Tout d’abord, le champ de cet amendement est beaucoup trop large, et ce sous deux aspects.
Ensuite, la logique ne peut pas être la même s’agissant d’un dispositif susceptible de sauver la vie d’une personne ou d’un simple conditionnement alimentaire.
L’amendement n° 7 vise tous les dispositifs médicaux destinés aux femmes enceintes ou allaitantes ainsi qu’aux nourrissons ou aux enfants de moins de trois ans et comportant une substance CMR ou un perturbateur endocrinien.
D’abord, nul n’est capable de dire – c’est d’ailleurs un problème ! – combien de dispositifs sont concernés, et lesquels.
En outre, il serait très difficile pour un hôpital de distinguer, dans ses achats, les dispositifs destinés aux services de pédiatrie ou de néonatologie. Donc, en pratique, tous les dispositifs médicaux seraient concernés.
Ensuite, les substances visées sont, elles aussi, très nombreuses : le rapport de l’Assemblée nationale fait état de quatre cents, mais le nombre réel est largement plus élevé. J’ai voulu consulter hier la liste des substances CMR visées, mais j’y ai renoncé : ce sont au moins 6 000 substances qui sont répertoriées dans plus de mille pages du Journal officiel de l’Union européenne ! Sans compter les perturbateurs endocriniens, également visés par l’amendement…
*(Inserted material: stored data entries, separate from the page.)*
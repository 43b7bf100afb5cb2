//! Fixed-delay retry for async operations.

use serde::{Deserialize, Serialize};
use std::fmt::Display;
use std::future::Future;
use std::time::Duration;

/// How many extra attempts to make, and how long to wait between them.
///
/// Every failure counts as retryable. There is no backoff and no jitter.
#[derive(Debug, Clone, Copy, PartialEq, Eq, Serialize, Deserialize)]
pub struct RetryPolicy {
    /// Additional attempts after the first one.
    pub max_retries: u32,
    /// Pause before each additional attempt.
    pub delay: Duration,
}

impl Default for RetryPolicy {
    fn default() -> Self {
        Self {
            max_retries: 2,
            delay: Duration::from_secs(1),
        }
    }
}

impl RetryPolicy {
    /// Creates a policy with the given budget and delay.
    pub fn new(max_retries: u32, delay: Duration) -> Self {
        Self { max_retries, delay }
    }

    /// A policy that never retries.
    pub fn none() -> Self {
        Self::new(0, Duration::ZERO)
    }

    /// Total number of attempts this policy allows.
    pub fn max_attempts(&self) -> u32 {
        self.max_retries.saturating_add(1)
    }
}

/// Runs `op`, re-running it after `policy.delay` whenever it fails, until it
/// succeeds or the budget is spent. The last error is returned unchanged.
pub async fn with_retry<T, E, F, Fut>(policy: &RetryPolicy, mut op: F) -> Result<T, E>
where
    F: FnMut() -> Fut,
    Fut: Future<Output = Result<T, E>>,
    E: Display,
{
    let mut attempt: u32 = 0;

    loop {
        match op().await {
            Ok(value) => return Ok(value),
            Err(e) if attempt < policy.max_retries => {
                attempt += 1;
                tracing::warn!(
                    attempt,
                    max_retries = policy.max_retries,
                    delay_ms = policy.delay.as_millis() as u64,
                    "retrying after error: {e}"
                );
                tokio::time::sleep(policy.delay).await;
            }
            Err(e) => return Err(e),
        }
    }
}

#[cfg(test)]
mod tests {
    use super::*;
    use std::sync::atomic::{AtomicU32, Ordering};

    #[test]
    fn test_default_policy() {
        let policy = RetryPolicy::default();
        assert_eq!(policy.max_retries, 2);
        assert_eq!(policy.delay, Duration::from_secs(1));
        assert_eq!(policy.max_attempts(), 3);
    }

    #[tokio::test(start_paused = true)]
    async fn test_always_failing_makes_budget_plus_one_attempts() {
        for budget in [0u32, 1, 2, 5] {
            let calls = AtomicU32::new(0);
            let policy = RetryPolicy::new(budget, Duration::from_secs(1));

            let result: Result<(), String> = with_retry(&policy, || {
                let n = calls.fetch_add(1, Ordering::SeqCst);
                async move { Err(format!("failure {n}")) }
            })
            .await;

            assert_eq!(calls.load(Ordering::SeqCst), budget + 1);
            // The last failure comes back unchanged.
            assert_eq!(result.unwrap_err(), format!("failure {budget}"));
        }
    }

    #[tokio::test(start_paused = true)]
    async fn test_success_on_second_attempt() {
        let calls = AtomicU32::new(0);
        let policy = RetryPolicy::default();

        let result: Result<&str, &str> = with_retry(&policy, || {
            let n = calls.fetch_add(1, Ordering::SeqCst);
            async move {
                if n == 0 {
                    Err("transient")
                } else {
                    Ok("recipe")
                }
            }
        })
        .await;

        assert_eq!(result, Ok("recipe"));
        assert_eq!(calls.load(Ordering::SeqCst), 2);
    }

    #[tokio::test(start_paused = true)]
    async fn test_fixed_delay_between_attempts() {
        let policy = RetryPolicy::new(2, Duration::from_secs(1));
        let start = tokio::time::Instant::now();

        let _: Result<(), &str> = with_retry(&policy, || async { Err("down") }).await;

        let elapsed = start.elapsed();
        assert!(elapsed >= Duration::from_secs(2));
        assert!(elapsed < Duration::from_secs(3));
    }

    #[tokio::test]
    async fn test_first_success_does_not_sleep() {
        let calls = AtomicU32::new(0);
        let result: Result<u32, &str> = with_retry(&RetryPolicy::default(), || {
            calls.fetch_add(1, Ordering::SeqCst);
            async { Ok(7) }
        })
        .await;

        assert_eq!(result, Ok(7));
        assert_eq!(calls.load(Ordering::SeqCst), 1);
    }
}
Qui plus est, par la formulation retenue dans l’amendement, pourraient être concernés les dispositifs électroniques, par exemple, dont l’un des composants internes contient l’une de ces substances, même si ce composant ne peut en aucun cas entrer en contact avec le patient. C’est le cas, par exemple, du lithium. Les dispositifs médicaux ne pourraient donc plus utiliser de batteries comportant du lithium. En outre, le lithium est employé dans de nombreuses applications médicales, y compris dans des médicaments. Devons-nous également les interdire ?
Enfin, comme je l’ai souligné en première lecture, ainsi que, mardi dernier, en commission, l’autorisation d’un médicament ou d’un dispositif médical doit obligatoirement répondre à la question du rapport entre le bénéfice qu’il apporte au patient et le risque qu’il lui fait encourir.
S’il est toujours possible de se passer d’un jouet ou d’un conditionnement alimentaire, il n’en est pas de même d’un traitement médical, qui par définition présente toujours des risques : il est nécessaire de les évaluer pour estimer s’ils sont inférieurs aux bénéfices attendus pour le patient.
C’est pourquoi je souhaite le retrait de cet amendement, dont l’adoption serait source des risques importants en termes de santé publique, alors même que ses auteurs entendent précisément appliquer le principe de précaution.